SAN RAMON, Calif .– Apple CEO Tim Cook has described the company’s unwavering control over its mobile app store as the best way to serve and protect iPhone users, but he has been faced with tough questions about competition concerns from a judge on Friday over allegations he oversees an illegal monopoly.
The rare courtroom appearance by one of the world’s best-known executives came during the closing phase of a three-week trial over an antitrust case brought by Epic Games, the creator of the popular video game Fortnite.
Epic is trying to overthrow the so-called “walled garden” for iPhone and iPad apps that welcomes users and developers while blocking out the competition. Created by Apple co-founder Steve Jobs, a year after the iPhone debuted in 2007, the App Store has become a key revenue stream for Apple, helping the company to make a profit of $ 57 billion. dollars in its last fiscal year.
The essay focuses on Epic’s claim that Apple has turned its store into a price-jacking vehicle that not only earns a 15% to 30% commission on in-app transactions, but prevents them from being sold. apps to offer other payment alternatives. This ban extends to showing a link that would open a web page that offers commission-free means of paying for subscriptions, in-game items, etc.
When asked amicably by a lawyer for the company, Cook made polite remarks that sometimes sounded like an advertisement for the iPhone and other Apple products.

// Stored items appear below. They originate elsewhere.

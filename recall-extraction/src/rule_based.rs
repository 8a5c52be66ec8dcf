//! Rule-based fallback extractor.
//!
//! Pure regex/keyword extraction over user messages. Limited compared to
//! the model-backed extractor (simple patterns, English phrasings, no
//! paraphrase handling) but deterministic and always available, which is
//! exactly what the terminal fallback needs.

use async_trait::async_trait;
use regex::Regex;
use tracing::debug;

use recall_core::{MemoryItem, MemoryKind, MemorySource, Message, MessageRole};

use crate::extractor::MemoryExtractor;

/// Builds a regex from a pattern known at compile time.
fn re(pattern: &str) -> Regex {
    Regex::new(pattern).expect("static pattern compiles")
}

/// Lowercased, dash-joined key slug of a captured phrase, capped at 40
/// characters so keys stay stable and index-friendly.
fn slug(text: &str) -> String {
    let mut out = String::new();
    for word in text
        .to_lowercase()
        .split(|c: char| !c.is_alphanumeric())
        .filter(|w| !w.is_empty())
    {
        if !out.is_empty() {
            out.push('-');
        }
        if out.len() + word.len() > 40 {
            break;
        }
        out.push_str(word);
    }
    out
}

/// Trims a captured phrase down to its useful head: cuts at the first
/// conjunction and drops trailing punctuation.
fn clean_capture(text: &str) -> String {
    let text = text.trim();
    let mut cut = text.len();
    for stop in [" and ", " but ", " because ", " so "] {
        if let Some(idx) = text.find(stop) {
            cut = cut.min(idx);
        }
    }
    text[..cut].trim_end_matches(['.', ',', '!', '?', ' ']).to_string()
}

/// Joined content of the subject's own (User) messages.
fn user_text(messages: &[Message]) -> String {
    messages
        .iter()
        .filter(|m| m.role == MessageRole::User)
        .map(|m| m.content.as_str())
        .collect::<Vec<_>>()
        .join(" ")
}

/// Keywords marking a message as an episodic moment.
const MOMENT_KEYWORDS: [&str; 5] = ["birthday", "anniversary", "remember", "important", "never forget"];

/// Deterministic regex/keyword extractor used as the terminal fallback.
pub struct RuleBasedExtractor {
    name_re: Regex,
    age_re: Regex,
    location_re: Regex,
    occupation_re: Regex,
    habit_re: Regex,
    like_re: Regex,
    dislike_re: Regex,
}

impl RuleBasedExtractor {
    pub fn new() -> Self {
        Self {
            name_re: re(r"(?i)\b(?:my name is|call me|i am called)\s+([A-Za-z][A-Za-z'\-]{1,29})"),
            age_re: re(r"(?i)\bi(?:'m| am)\s+(\d{1,3})\s+years?\s+old"),
            location_re: re(r"(?i)\bi (?:live|stay) in\s+([A-Za-z][A-Za-z .'\-]{1,39})"),
            occupation_re: re(r"(?i)\b(?:i work as|my job is|i am employed as)\s+(?:an?\s+)?([A-Za-z][A-Za-z .'\-]{1,39})"),
            habit_re: re(r"(?i)\bi (?:usually|always|often)\s+([^.!?\n]{2,60})"),
            like_re: re(r"(?i)\bi (?:really\s+)?(?:like|love|prefer|enjoy)\s+([^.!?\n]{2,60})"),
            dislike_re: re(r"(?i)\bi (?:don't like|dislike|hate|can't stand)\s+([^.!?\n]{2,60})"),
        }
    }

    fn fact(subject_id: &str, key: &str, value: &str, confidence: f32, importance: f32, tag: &str) -> MemoryItem {
        MemoryItem::new(MemoryKind::Fact, subject_id, key, value, MemorySource::Rule)
            .with_confidence(confidence)
            .with_importance(importance)
            .with_tags(vec![tag.to_string()])
    }
}

impl Default for RuleBasedExtractor {
    fn default() -> Self {
        Self::new()
    }
}

#[async_trait]
impl MemoryExtractor for RuleBasedExtractor {
    async fn extract_facts(
        &self,
        subject_id: &str,
        messages: &[Message],
    ) -> Result<Vec<MemoryItem>, anyhow::Error> {
        let text = user_text(messages);
        if text.is_empty() {
            return Ok(Vec::new());
        }

        let mut facts = Vec::new();

        if let Some(caps) = self.name_re.captures(&text) {
            let name = caps[1].trim();
            facts.push(Self::fact(subject_id, "name", name, 0.8, 0.9, "identity"));
        }
        if let Some(caps) = self.age_re.captures(&text) {
            if let Ok(age) = caps[1].parse::<u32>() {
                if age > 0 && age < 150 {
                    facts.push(Self::fact(subject_id, "age", &age.to_string(), 0.75, 0.7, "identity"));
                }
            }
        }
        if let Some(caps) = self.location_re.captures(&text) {
            let location = clean_capture(&caps[1]);
            facts.push(Self::fact(subject_id, "location", &location, 0.7, 0.6, "location"));
        }
        if let Some(caps) = self.occupation_re.captures(&text) {
            let occupation = clean_capture(&caps[1]);
            facts.push(Self::fact(subject_id, "occupation", &occupation, 0.75, 0.7, "work"));
        }
        for caps in self.habit_re.captures_iter(&text) {
            let habit = clean_capture(&caps[1]);
            facts.push(Self::fact(
                subject_id,
                &format!("habit:{}", slug(&habit)),
                &habit,
                0.7,
                0.6,
                "habit",
            ));
        }

        debug!(subject_id, count = facts.len(), "Rule-based fact extraction");
        Ok(facts)
    }

    async fn extract_preferences(
        &self,
        subject_id: &str,
        messages: &[Message],
    ) -> Result<Vec<MemoryItem>, anyhow::Error> {
        let text = user_text(messages);
        if text.is_empty() {
            return Ok(Vec::new());
        }

        let mut preferences = Vec::new();
        for caps in self.like_re.captures_iter(&text) {
            let liked = clean_capture(&caps[1]);
            preferences.push(
                MemoryItem::new(
                    MemoryKind::Preference,
                    subject_id,
                    format!("like:{}", slug(&liked)),
                    liked.clone(),
                    MemorySource::Rule,
                )
                .with_confidence(0.7)
                .with_tags(vec!["like".to_string()]),
            );
        }
        for caps in self.dislike_re.captures_iter(&text) {
            let disliked = clean_capture(&caps[1]);
            preferences.push(
                MemoryItem::new(
                    MemoryKind::Preference,
                    subject_id,
                    format!("dislike:{}", slug(&disliked)),
                    disliked.clone(),
                    MemorySource::Rule,
                )
                .with_confidence(0.7)
                .with_tags(vec!["dislike".to_string()]),
            );
        }

        debug!(subject_id, count = preferences.len(), "Rule-based preference extraction");
        Ok(preferences)
    }

    async fn extract_episodic(
        &self,
        subject_id: &str,
        messages: &[Message],
    ) -> Result<Vec<MemoryItem>, anyhow::Error> {
        let mut memories = Vec::new();
        for message in messages.iter().filter(|m| m.role == MessageRole::User) {
            let lowered = message.content.to_lowercase();
            if MOMENT_KEYWORDS.iter().any(|k| lowered.contains(k)) {
                let excerpt: String = message.content.chars().take(200).collect();
                memories.push(
                    MemoryItem::new(
                        MemoryKind::Episodic,
                        subject_id,
                        format!("moment:{}", slug(&excerpt)),
                        excerpt,
                        MemorySource::Rule,
                    )
                    .with_confidence(0.6)
                    .with_importance(0.8)
                    .with_tags(vec!["moment".to_string()]),
                );
            }
        }

        debug!(subject_id, count = memories.len(), "Rule-based episodic extraction");
        Ok(memories)
    }

    async fn extract_character_memories(
        &self,
        subject_id: &str,
        character_id: &str,
        messages: &[Message],
    ) -> Result<Vec<MemoryItem>, anyhow::Error> {
        let mut memories = Vec::new();
        for message in messages.iter().filter(|m| m.role == MessageRole::User) {
            let lowered = message.content.to_lowercase();
            if lowered.contains("like") || lowered.contains("prefer") || lowered.contains("love") {
                let excerpt: String = message.content.chars().take(200).collect();
                memories.push(
                    MemoryItem::new(
                        MemoryKind::Preference,
                        subject_id,
                        format!("like:{}", slug(&excerpt)),
                        excerpt,
                        MemorySource::Rule,
                    )
                    .with_character(character_id)
                    .with_confidence(0.6)
                    .with_tags(vec!["interaction".to_string()]),
                );
            }
            if lowered.contains("remember") || lowered.contains("important") {
                let excerpt: String = message.content.chars().take(200).collect();
                memories.push(
                    MemoryItem::new(
                        MemoryKind::Episodic,
                        subject_id,
                        format!("moment:{}", slug(&excerpt)),
                        excerpt,
                        MemorySource::Rule,
                    )
                    .with_character(character_id)
                    .with_confidence(0.7)
                    .with_importance(0.8)
                    .with_tags(vec!["moment".to_string()]),
                );
            }
        }

        debug!(
            subject_id,
            character_id,
            count = memories.len(),
            "Rule-based character memory extraction"
        );
        Ok(memories)
    }

    async fn extract_scene_memories(
        &self,
        character_id: &str,
        scene_id: &str,
        messages: &[Message],
    ) -> Result<Vec<MemoryItem>, anyhow::Error> {
        let combined: String = messages
            .iter()
            .map(|m| m.content.as_str())
            .collect::<Vec<_>>()
            .join(" ");
        let lowered = combined.to_lowercase();

        let mut memories = Vec::new();
        if lowered.contains("scene") || lowered.contains("place") || lowered.contains("location") {
            let excerpt: String = combined.chars().take(200).collect();
            memories.push(
                MemoryItem::new(
                    MemoryKind::Episodic,
                    character_id,
                    format!("scene:{scene_id}"),
                    excerpt,
                    MemorySource::Rule,
                )
                .with_confidence(0.6)
                .with_tags(vec!["scene".to_string(), scene_id.to_string()]),
            );
        }

        debug!(
            character_id,
            scene_id,
            count = memories.len(),
            "Rule-based scene memory extraction"
        );
        Ok(memories)
    }
}

#[cfg(test)]
mod tests {
    use super::*;

    fn user(content: &str) -> Message {
        Message::new("s1", MessageRole::User, content)
    }

    #[tokio::test]
    async fn test_extracts_identity_facts() {
        let extractor = RuleBasedExtractor::new();
        let messages = vec![
            user("Hi! My name is Ada and I am 36 years old."),
            user("I live in London and I work as an engineer."),
        ];

        let facts = extractor.extract_facts("u1", &messages).await.unwrap();
        let keys: Vec<&str> = facts.iter().map(|f| f.key.as_str()).collect();
        assert!(keys.contains(&"name"));
        assert!(keys.contains(&"age"));
        assert!(keys.contains(&"location"));
        assert!(keys.contains(&"occupation"));

        let name = facts.iter().find(|f| f.key == "name").unwrap();
        assert_eq!(name.value, "Ada");
        assert_eq!(name.source, MemorySource::Rule);
    }

    #[tokio::test]
    async fn test_implausible_age_is_skipped() {
        let extractor = RuleBasedExtractor::new();
        let messages = vec![user("I am 999 years old")];
        let facts = extractor.extract_facts("u1", &messages).await.unwrap();
        assert!(facts.iter().all(|f| f.key != "age"));
    }

    #[tokio::test]
    async fn test_extracts_likes_and_dislikes() {
        let extractor = RuleBasedExtractor::new();
        let messages = vec![user("I really like green tea. I hate loud music!")];

        let prefs = extractor.extract_preferences("u1", &messages).await.unwrap();
        assert_eq!(prefs.len(), 2);
        assert!(prefs.iter().any(|p| p.key.starts_with("like:") && p.value.contains("green tea")));
        assert!(prefs.iter().any(|p| p.key.starts_with("dislike:") && p.value.contains("loud music")));
        assert!(prefs.iter().all(|p| p.kind == MemoryKind::Preference));
    }

    #[tokio::test]
    async fn test_assistant_messages_are_ignored() {
        let extractor = RuleBasedExtractor::new();
        let messages = vec![Message::new(
            "s1",
            MessageRole::Assistant,
            "My name is HelperBot and I like helping",
        )];

        assert!(extractor.extract_facts("u1", &messages).await.unwrap().is_empty());
        assert!(extractor.extract_preferences("u1", &messages).await.unwrap().is_empty());
    }

    #[tokio::test]
    async fn test_extracts_episodic_moments() {
        let extractor = RuleBasedExtractor::new();
        let messages = vec![
            user("my birthday is next Friday, please remember it"),
            user("nothing special here"),
        ];

        let memories = extractor.extract_episodic("u1", &messages).await.unwrap();
        assert_eq!(memories.len(), 1);
        assert_eq!(memories[0].kind, MemoryKind::Episodic);
        assert!(memories[0].key.starts_with("moment:"));
    }

    #[tokio::test]
    async fn test_character_memories_are_scoped() {
        let extractor = RuleBasedExtractor::new();
        let messages = vec![user("I love stargazing with you")];

        let memories = extractor
            .extract_character_memories("u1", "char1", &messages)
            .await
            .unwrap();
        assert!(!memories.is_empty());
        assert!(memories.iter().all(|m| m.character_id.as_deref() == Some("char1")));
    }

    #[tokio::test]
    async fn test_slug_is_bounded_and_clean() {
        assert_eq!(slug("Green Tea!"), "green-tea");
        assert!(slug(&"word ".repeat(30)).len() <= 40);
    }
}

But the normally unfazed CEO seemed annoyed at times as he was toasted by Epic lawyer Gary Bornstein. His unease was especially evident when pressed for profit levels at a store Jobs initially thought were lucky to break even. He appeared to stumble slightly again when Bornstein confronted him about a deal in China that could compromise user privacy, even as the company maintains that protecting its customers’ personal information is a top priority.
Cook, however, has never wavered for nearly four hours of testifying to his position that Apple’s grip on the App Store allows him to keep things simple for a loyal customer base that buys iPhones in. knowing that they are getting “something that works”.
âThey’re buying across a whole ecosystem when they buy an iPhone,â said Cook, who wore a face shield but no mask in a courtroom in Oakland, Calif., Whose access is limited due to of the pandemic.
After lawyers finished their questioning, U.S. District Judge Yvonne Gonzalez Rogers asked why Apple couldn’t allow rival stores to offer a built-in transaction option on iPhones, iPads, and iPods that could charge lower commissions. . This is something Epic is fighting to make this happen, in part because it has a still unprofitable store that charges a 12% commission.
Gonzalez Rogers appeared particularly troubled by a survey indicating that 39% of iPhone app developers are unhappy with the current distribution system. She also questioned the fairness of a commission system forcing video game makers to pay the bulk of commissions, while digital services offered in other industries such as banking pay nothing, even if they use the technology that powers iPhones.
“The gaming industry seems to generate a disproportionate amount of money compared to the [intellectual property] that you give them and everyone? In a way, it’s almost like they’re subsidizing everyone, âsaid Gonzalez Rogers.
Cook accepted the grant, but insisted there was always a balance, as video game makers are able to reach a wider audience of consumers who become gamers while visiting the store by looking at other apps. He took issue with the idea that most app makers aren’t happy with the store’s current setup.
âWe are returning the place to the developers,â Cook said.